Pemain Timnas Sepak Bola Indonesia Tidak Cukup Hanya Bakat
Salah satu pelatih asing yang bekerja menangani tim di Liga Indonesia mengritik naturalisasi STY. Â Tukang racik tim yang baru bekerja setahun ini sebenarnya belum cukup waktu dan mengenal karakter dan model pesepakbola di Indonesia itu seperti apa. Terutama ketika sudah mendapatkan label timnas, langganan lagi.
Komentar salah satu netizen, dan juga ada Kompasianer yang mengatakan, pemain sepak bola Indonesia untuk timnas tidak cukup hanya bermodal talenta atau bakat saja. Benar, bakat atau kemampuan alam sangat berlimpah. Ini tidak salah. Hanya saja amatan pelatih asing tersebut masih perlu waktu untuk paham secara utuh.
Talenta muda di Indonesia tidak akan pernah kurang, apalagi dari Mutiara Hitam, selalu ada dari generasi ke generasi, tetapi toh prestasi timnas juga mentok kalau tidak dikatakan malah merosot beberapa tahun terakhir. Hanya dalam hitungan bulan ini saja sangat menjanjikan.
Penyakit pemain bola di Indonesia itu bahasa netizen adalah sindrom bintang, kalau istilah saya ngartis. Apa maksudnya? Mereka ini, pemain berbakat itu mudah silau akan gemerlapnya menjadi bintang, kemudian terlena dan hilang.
Ngartis bagi konsep saya adalah, tenar karena skil bagus, dielu-elukan, kemudian kenal artis, keluar masuk media untuk wawancara, dapat pasangan artis, hilang. Â Hal yang identik juga dijadikan komoditi oleh pihak-pihak tertentu sehingga malah abai akan permainan bola hilang fokus, dan nantinya juga kehilangan masa depan.
Suka atau tidak, skil mereka, bakat, talenta, dan kemampuan mereka adalah bermain bola. Dunia yang berbeda menjadi selebritas itu, kemudian kehilangan pegangan dan semua hilang. Contoh banyak pemain yang terjebak dalam konteks ini. Sindrom bintang atau ngartis ini.

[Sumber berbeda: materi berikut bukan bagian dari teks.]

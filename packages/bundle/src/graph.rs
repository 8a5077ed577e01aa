//! Import graph of a bundle.
//!
//! Tracks which files import which, in both directions, so that a bundle
//! can reduce files dependencies-first and invalidate the importers of a
//! changed file.

use crate::error::{BundleError, BundleResult};
use std::collections::{BTreeMap, BTreeSet, VecDeque};
use std::path::{Path, PathBuf};

/// file -> files it imports, plus the reverse.
///
/// Ordered maps keep every traversal deterministic.
#[derive(Clone, Debug, Default)]
pub struct ImportGraph {
    imports: BTreeMap<PathBuf, Vec<PathBuf>>,
    importers: BTreeMap<PathBuf, Vec<PathBuf>>,
}

impl ImportGraph {
    pub fn new() -> Self {
        Self::default()
    }

    /// Replace the imports of `file`. Duplicates are folded.
    pub fn set_imports(&mut self, file: PathBuf, targets: Vec<PathBuf>) {
        self.detach(&file);

        let mut unique = Vec::with_capacity(targets.len());
        for target in targets {
            if !unique.contains(&target) {
                unique.push(target);
            }
        }
        for target in &unique {
            self.importers
                .entry(target.clone())
                .or_default()
                .push(file.clone());
        }
        self.imports.insert(file, unique);
    }

    pub fn imports_of(&self, file: &Path) -> &[PathBuf] {
        self.imports.get(file).map(Vec::as_slice).unwrap_or(&[])
    }

    pub fn importers_of(&self, file: &Path) -> &[PathBuf] {
        self.importers.get(file).map(Vec::as_slice).unwrap_or(&[])
    }

    pub fn contains(&self, file: &Path) -> bool {
        self.imports.contains_key(file)
    }

    /// Every file that was added or is imported by one.
    pub fn files(&self) -> BTreeSet<PathBuf> {
        self.imports
            .keys()
            .chain(self.importers.keys())
            .cloned()
            .collect()
    }

    /// Forget `file` and the edges it owns. Its importers keep pointing at it.
    pub fn remove(&mut self, file: &Path) {
        self.detach(file);
        self.imports.remove(file);
    }

    fn detach(&mut self, file: &Path) {
        if let Some(old) = self.imports.get(file) {
            for target in old {
                if let Some(importers) = self.importers.get_mut(target) {
                    importers.retain(|p| p != file);
                }
            }
        }
        self.importers.retain(|_, importers| !importers.is_empty());
    }

    /// First cycle reachable from `start`, as the chain of files that closes
    /// it (the repeated file appears at both ends).
    pub fn find_cycle_from(&self, start: &Path) -> Option<Vec<PathBuf>> {
        let mut done = BTreeSet::new();
        let mut stack = Vec::new();
        self.walk_for_cycle(start, &mut done, &mut stack)
    }

    fn walk_for_cycle(
        &self,
        node: &Path,
        done: &mut BTreeSet<PathBuf>,
        stack: &mut Vec<PathBuf>,
    ) -> Option<Vec<PathBuf>> {
        if let Some(at) = stack.iter().position(|p| p == node) {
            let mut cycle = stack[at..].to_vec();
            cycle.push(node.to_path_buf());
            return Some(cycle);
        }
        if done.contains(node) {
            return None;
        }

        stack.push(node.to_path_buf());
        for target in self.imports_of(node) {
            if let Some(cycle) = self.walk_for_cycle(target, done, stack) {
                return Some(cycle);
            }
        }
        stack.pop();
        done.insert(node.to_path_buf());
        None
    }

    pub fn check_acyclic(&self) -> BundleResult<()> {
        for file in self.imports.keys() {
            if let Some(cycle) = self.find_cycle_from(file) {
                return Err(BundleError::circular(&cycle));
            }
        }
        Ok(())
    }

    /// Files ordered so each comes after everything it imports. Ties are
    /// broken by path.
    pub fn reduction_order(&self) -> BundleResult<Vec<PathBuf>> {
        self.check_acyclic()?;

        let mut pending: BTreeMap<PathBuf, usize> = self
            .files()
            .into_iter()
            .map(|file| {
                let count = self.imports_of(&file).len();
                (file, count)
            })
            .collect();
        let mut ready: BTreeSet<PathBuf> = pending
            .iter()
            .filter(|(_, count)| **count == 0)
            .map(|(file, _)| file.clone())
            .collect();

        let mut order = Vec::with_capacity(pending.len());
        while let Some(file) = ready.pop_first() {
            for importer in self.importers_of(&file) {
                if let Some(count) = pending.get_mut(importer) {
                    *count -= 1;
                    if *count == 0 {
                        ready.insert(importer.clone());
                    }
                }
            }
            order.push(file);
        }
        Ok(order)
    }

    /// Files that import `file`, directly or through others.
    pub fn transitive_importers(&self, file: &Path) -> BTreeSet<PathBuf> {
        let mut seen = BTreeSet::new();
        let mut queue: VecDeque<PathBuf> = self.importers_of(file).iter().cloned().collect();
        while let Some(next) = queue.pop_front() {
            if next.as_path() == file || !seen.insert(next.clone()) {
                continue;
            }
            queue.extend(self.importers_of(&next).iter().cloned());
        }
        seen
    }

    /// Files that `file` imports, directly or through others.
    pub fn transitive_imports(&self, file: &Path) -> BTreeSet<PathBuf> {
        let mut seen = BTreeSet::new();
        let mut queue: VecDeque<PathBuf> = self.imports_of(file).iter().cloned().collect();
        while let Some(next) = queue.pop_front() {
            if next.as_path() == file || !seen.insert(next.clone()) {
                continue;
            }
            queue.extend(self.imports_of(&next).iter().cloned());
        }
        seen
    }
}
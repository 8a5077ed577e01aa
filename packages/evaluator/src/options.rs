use serde::{Deserialize, Serialize};

/// How a reduction treats numbers and class names.
#[derive(Debug, Clone, PartialEq, Serialize, Deserialize)]
#[serde(rename_all = "camelCase")]
pub struct ReduceOptions {
    /// Decimal digits kept after unit conversion
    #[serde(default = "default_precision")]
    pub precision: u32,

    /// Scope of bare class selectors
    #[serde(default)]
    pub class_scope: ClassScope,

    /// Rename local classes with a per-file hash
    #[serde(default)]
    pub hash_class_names: bool,

    /// `[name]` and `[hash]` are substituted
    #[serde(default = "default_class_name_pattern")]
    pub class_name_pattern: String,
}

#[derive(Debug, Clone, Copy, Default, PartialEq, Eq, Serialize, Deserialize)]
#[serde(rename_all = "lowercase")]
pub enum ClassScope {
    #[default]
    Local,
    Global,
}

fn default_precision() -> u32 {
    5
}

fn default_class_name_pattern() -> String {
    "[name]_[hash]".to_string()
}

impl ReduceOptions {
    pub fn from_json(json: &str) -> Result<Self, serde_json::Error> {
        serde_json::from_str(json)
    }

    pub fn with_precision(mut self, precision: u32) -> Self {
        self.precision = precision;
        self
    }

    pub fn hashed(mut self) -> Self {
        self.hash_class_names = true;
        self
    }
}

impl Default for ReduceOptions {
    fn default() -> Self {
        Self {
            precision: default_precision(),
            class_scope: ClassScope::default(),
            hash_class_names: false,
            class_name_pattern: default_class_name_pattern(),
        }
    }
}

Lebih sadis lagi, netizen mengatakan tidak bisa dibina. Sarkas yang sangat keras, namun memang benar. Bagaimana bisa talenta atau bakat berkembang, ketika mereka tidak mau dibina, dilatih, dan malah kehilangan fokus karena silau akan dunia glamor yang membuat mereka tenar dengan sekejap, namun juga cepat lenyap.
Pelatih STY tahu betul dengan karakter ini, dari pada mengubah kepribadian yang memang habitatnya demikian, enak memang mengambil pemain jadi dari luar negeri. Sebagian penghujat tidak juga memberikan solusi lebih jitu.

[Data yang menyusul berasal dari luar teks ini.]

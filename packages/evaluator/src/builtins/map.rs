use super::native;
use crate::args::BoundArgs;
use crate::arithmetic::Calculator;
use crate::error::ReduceResult;
use kiln_ast::{Expr, ListSeparator, MapExpr, ParameterList};

pub(super) fn functions() -> Vec<crate::scope::NativeFunction> {
    vec![
        native("get", ParameterList::positional(&["map", "key"]), get),
        native("has-key", ParameterList::positional(&["map", "key"]), has_key),
        native("keys", ParameterList::positional(&["map"]), keys),
        native("values", ParameterList::positional(&["map"]), values),
        native("merge", ParameterList::positional(&["map1", "map2"]), merge),
        native("remove", ParameterList::positional(&["map", "key"]), remove),
    ]
}

fn position(calc: &Calculator, map: &MapExpr, key: &Expr) -> Option<usize> {
    map.entries.iter().position(|(k, _)| calc.equals(k, key))
}

fn get(calc: &Calculator, args: &BoundArgs) -> ReduceResult<Expr> {
    let map = args.map("map")?;
    let key = args.get("key")?;
    Ok(position(calc, &map, key)
        .map(|i| map.entries[i].1.clone())
        .unwrap_or(Expr::Null))
}

fn has_key(calc: &Calculator, args: &BoundArgs) -> ReduceResult<Expr> {
    let map = args.map("map")?;
    Ok(Expr::Boolean(position(calc, &map, args.get("key")?).is_some()))
}

fn keys(_: &Calculator, args: &BoundArgs) -> ReduceResult<Expr> {
    let map = args.map("map")?;
    let keys = map.entries.into_iter().map(|(k, _)| k).collect();
    Ok(Expr::list(keys, ListSeparator::Comma))
}

fn values(_: &Calculator, args: &BoundArgs) -> ReduceResult<Expr> {
    let map = args.map("map")?;
    let values = map.entries.into_iter().map(|(_, v)| v).collect();
    Ok(Expr::list(values, ListSeparator::Comma))
}

/// Entries of `map2` win; new keys are appended in order.
fn merge(calc: &Calculator, args: &BoundArgs) -> ReduceResult<Expr> {
    let mut merged = args.map("map1")?;
    for (key, value) in args.map("map2")?.entries {
        match position(calc, &merged, &key) {
            Some(i) => merged.entries[i].1 = value,
            None => merged.entries.push((key, value)),
        }
    }
    Ok(Expr::Map(merged))
}

fn remove(calc: &Calculator, args: &BoundArgs) -> ReduceResult<Expr> {
    let mut map = args.map("map")?;
    let key = args.get("key")?;
    map.entries.retain(|(k, _)| !calc.equals(k, key));
    Ok(Expr::Map(map))
}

Lihat saja pemain asing separo lebih di klub. Enam pemain asing itu berlebihan, liga di sini beda kelas dengan Liga Eropa, terutama liga papan atas, seperti La Liga, Seri A, atau Liga Inggris. Mereka sudah matang, profesional, dan juga tahu dengan baik, latihan, tanding, dan hidup pribadi.